_Problem statement_. Your task is to give the number of lines below that contain "quote". Give no other text.

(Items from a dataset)
━━━━━━━━━━━━━━━━━━━━━━━━━━━━━━

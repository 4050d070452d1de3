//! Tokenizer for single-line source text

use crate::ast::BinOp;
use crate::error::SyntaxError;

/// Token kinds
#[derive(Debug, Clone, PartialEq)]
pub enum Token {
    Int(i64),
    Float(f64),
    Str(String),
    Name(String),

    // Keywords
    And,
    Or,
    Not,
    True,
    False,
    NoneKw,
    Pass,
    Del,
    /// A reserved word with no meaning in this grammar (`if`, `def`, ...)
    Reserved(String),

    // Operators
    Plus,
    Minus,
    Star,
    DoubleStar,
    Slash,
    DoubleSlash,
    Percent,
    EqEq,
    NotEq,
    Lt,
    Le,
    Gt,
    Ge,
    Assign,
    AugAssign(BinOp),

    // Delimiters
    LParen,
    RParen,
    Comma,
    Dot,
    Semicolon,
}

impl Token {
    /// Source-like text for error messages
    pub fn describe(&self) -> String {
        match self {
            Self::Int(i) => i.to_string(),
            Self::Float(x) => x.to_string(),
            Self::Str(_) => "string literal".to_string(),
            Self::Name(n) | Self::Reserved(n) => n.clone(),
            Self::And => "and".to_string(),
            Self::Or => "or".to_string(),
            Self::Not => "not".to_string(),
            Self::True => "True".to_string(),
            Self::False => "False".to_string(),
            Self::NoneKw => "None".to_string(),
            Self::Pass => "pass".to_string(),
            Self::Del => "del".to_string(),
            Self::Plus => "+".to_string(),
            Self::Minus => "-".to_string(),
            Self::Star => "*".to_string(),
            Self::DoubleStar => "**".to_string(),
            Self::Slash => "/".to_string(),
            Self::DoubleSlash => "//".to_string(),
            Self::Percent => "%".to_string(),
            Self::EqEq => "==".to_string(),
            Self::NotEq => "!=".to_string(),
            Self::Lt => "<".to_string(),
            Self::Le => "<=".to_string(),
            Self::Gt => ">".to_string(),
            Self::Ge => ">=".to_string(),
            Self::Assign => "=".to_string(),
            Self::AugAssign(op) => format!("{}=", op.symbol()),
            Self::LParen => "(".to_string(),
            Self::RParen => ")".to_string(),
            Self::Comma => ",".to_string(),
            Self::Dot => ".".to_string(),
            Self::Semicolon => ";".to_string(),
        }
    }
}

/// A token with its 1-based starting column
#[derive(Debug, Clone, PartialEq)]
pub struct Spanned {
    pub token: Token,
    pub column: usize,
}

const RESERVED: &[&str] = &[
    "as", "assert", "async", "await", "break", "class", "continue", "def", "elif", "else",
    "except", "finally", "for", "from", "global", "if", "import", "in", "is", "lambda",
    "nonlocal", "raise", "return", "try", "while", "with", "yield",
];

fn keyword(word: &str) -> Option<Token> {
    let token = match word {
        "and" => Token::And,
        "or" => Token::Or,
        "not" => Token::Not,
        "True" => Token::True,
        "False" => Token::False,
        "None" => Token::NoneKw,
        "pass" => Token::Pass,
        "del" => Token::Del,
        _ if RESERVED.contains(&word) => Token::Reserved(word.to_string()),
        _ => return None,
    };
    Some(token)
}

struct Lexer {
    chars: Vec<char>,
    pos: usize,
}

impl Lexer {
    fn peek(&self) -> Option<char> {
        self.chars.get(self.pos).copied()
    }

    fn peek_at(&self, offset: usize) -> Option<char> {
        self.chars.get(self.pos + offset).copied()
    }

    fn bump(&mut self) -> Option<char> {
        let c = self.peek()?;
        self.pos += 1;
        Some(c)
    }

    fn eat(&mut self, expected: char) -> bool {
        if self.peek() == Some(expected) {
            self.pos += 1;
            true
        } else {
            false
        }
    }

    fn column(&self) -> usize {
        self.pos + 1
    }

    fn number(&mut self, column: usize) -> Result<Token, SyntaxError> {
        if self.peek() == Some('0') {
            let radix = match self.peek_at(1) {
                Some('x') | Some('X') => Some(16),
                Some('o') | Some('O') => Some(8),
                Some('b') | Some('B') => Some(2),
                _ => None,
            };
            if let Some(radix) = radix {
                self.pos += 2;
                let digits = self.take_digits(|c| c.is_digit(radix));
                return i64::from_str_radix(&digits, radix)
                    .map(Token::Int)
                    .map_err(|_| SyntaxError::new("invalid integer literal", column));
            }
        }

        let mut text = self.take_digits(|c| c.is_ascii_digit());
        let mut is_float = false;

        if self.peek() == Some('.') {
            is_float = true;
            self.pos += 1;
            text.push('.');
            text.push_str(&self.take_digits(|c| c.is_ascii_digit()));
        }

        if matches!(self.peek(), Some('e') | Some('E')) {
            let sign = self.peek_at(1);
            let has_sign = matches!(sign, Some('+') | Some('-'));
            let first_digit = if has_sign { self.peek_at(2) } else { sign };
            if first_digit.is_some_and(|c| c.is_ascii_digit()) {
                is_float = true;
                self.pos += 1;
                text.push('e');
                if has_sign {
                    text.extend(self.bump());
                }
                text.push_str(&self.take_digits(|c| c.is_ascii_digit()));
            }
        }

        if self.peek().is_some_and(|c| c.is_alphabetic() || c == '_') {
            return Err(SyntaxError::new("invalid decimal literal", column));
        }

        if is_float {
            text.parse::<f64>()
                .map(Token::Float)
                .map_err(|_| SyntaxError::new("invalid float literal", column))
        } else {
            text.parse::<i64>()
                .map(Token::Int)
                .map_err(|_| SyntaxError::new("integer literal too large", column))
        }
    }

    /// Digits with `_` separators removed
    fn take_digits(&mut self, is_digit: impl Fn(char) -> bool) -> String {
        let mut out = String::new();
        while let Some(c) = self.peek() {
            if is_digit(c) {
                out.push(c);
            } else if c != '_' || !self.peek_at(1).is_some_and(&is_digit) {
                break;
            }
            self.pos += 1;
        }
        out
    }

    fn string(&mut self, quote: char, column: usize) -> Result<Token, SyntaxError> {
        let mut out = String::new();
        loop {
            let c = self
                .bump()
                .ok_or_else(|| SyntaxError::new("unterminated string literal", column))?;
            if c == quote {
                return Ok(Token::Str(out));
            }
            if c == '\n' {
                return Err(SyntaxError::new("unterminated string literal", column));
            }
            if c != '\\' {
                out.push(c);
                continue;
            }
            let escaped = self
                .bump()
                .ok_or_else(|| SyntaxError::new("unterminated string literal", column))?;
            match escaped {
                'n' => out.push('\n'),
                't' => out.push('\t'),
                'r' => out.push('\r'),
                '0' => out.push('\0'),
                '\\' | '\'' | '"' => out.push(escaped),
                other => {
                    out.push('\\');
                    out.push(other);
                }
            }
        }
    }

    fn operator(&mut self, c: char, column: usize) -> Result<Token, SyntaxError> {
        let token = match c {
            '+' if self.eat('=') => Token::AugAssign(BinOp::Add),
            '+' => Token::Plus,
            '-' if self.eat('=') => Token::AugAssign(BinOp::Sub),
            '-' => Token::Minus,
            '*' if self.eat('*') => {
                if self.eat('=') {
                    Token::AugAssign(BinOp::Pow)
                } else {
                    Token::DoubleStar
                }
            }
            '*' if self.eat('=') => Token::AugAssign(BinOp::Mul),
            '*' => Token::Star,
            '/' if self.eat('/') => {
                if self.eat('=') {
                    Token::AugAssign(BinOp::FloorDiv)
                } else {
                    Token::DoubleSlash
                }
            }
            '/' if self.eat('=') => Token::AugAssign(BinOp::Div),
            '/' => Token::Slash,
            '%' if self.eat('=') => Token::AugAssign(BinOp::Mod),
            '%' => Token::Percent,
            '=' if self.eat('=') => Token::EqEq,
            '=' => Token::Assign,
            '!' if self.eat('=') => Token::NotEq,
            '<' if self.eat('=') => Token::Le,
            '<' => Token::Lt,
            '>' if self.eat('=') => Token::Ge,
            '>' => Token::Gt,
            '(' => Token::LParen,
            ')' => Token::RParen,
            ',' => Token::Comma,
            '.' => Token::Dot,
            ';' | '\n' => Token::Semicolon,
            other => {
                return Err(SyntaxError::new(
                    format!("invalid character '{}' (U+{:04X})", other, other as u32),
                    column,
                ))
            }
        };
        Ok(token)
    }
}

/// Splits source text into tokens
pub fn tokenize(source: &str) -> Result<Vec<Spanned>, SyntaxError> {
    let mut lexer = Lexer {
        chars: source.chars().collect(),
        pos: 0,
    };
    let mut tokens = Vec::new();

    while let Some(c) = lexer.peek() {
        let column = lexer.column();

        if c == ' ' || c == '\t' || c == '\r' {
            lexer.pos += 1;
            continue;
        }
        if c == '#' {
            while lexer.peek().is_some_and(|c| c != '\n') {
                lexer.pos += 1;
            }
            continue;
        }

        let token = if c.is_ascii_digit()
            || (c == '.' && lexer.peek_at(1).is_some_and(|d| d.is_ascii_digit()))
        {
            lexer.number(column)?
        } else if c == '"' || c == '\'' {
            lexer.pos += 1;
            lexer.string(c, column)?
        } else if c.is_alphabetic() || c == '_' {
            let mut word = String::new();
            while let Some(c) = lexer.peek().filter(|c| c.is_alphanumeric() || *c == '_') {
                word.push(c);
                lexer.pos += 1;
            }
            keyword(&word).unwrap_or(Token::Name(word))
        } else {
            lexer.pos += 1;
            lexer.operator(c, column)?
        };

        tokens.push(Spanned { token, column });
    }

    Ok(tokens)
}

━━━━━━━━━━━━━━━━━━━━━━━━━━━━━━

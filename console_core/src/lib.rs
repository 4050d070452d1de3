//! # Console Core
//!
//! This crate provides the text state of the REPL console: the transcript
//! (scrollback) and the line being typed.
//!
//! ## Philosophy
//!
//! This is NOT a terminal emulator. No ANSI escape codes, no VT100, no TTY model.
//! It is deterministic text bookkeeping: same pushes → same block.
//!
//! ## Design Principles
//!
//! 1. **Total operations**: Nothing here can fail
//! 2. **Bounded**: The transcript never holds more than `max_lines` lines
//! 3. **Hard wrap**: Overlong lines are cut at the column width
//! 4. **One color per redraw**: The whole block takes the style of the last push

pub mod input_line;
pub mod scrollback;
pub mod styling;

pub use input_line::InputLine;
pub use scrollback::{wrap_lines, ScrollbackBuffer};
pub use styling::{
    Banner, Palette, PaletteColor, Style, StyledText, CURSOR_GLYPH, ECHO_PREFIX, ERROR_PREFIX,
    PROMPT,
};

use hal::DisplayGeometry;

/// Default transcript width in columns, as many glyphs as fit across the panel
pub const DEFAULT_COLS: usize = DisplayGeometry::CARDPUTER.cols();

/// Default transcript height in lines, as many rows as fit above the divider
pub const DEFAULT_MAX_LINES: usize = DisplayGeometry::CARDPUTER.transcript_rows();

━━━━━━━━━━━━━━━━━━━━━━━━━━━━━━

_Exercise result_. 2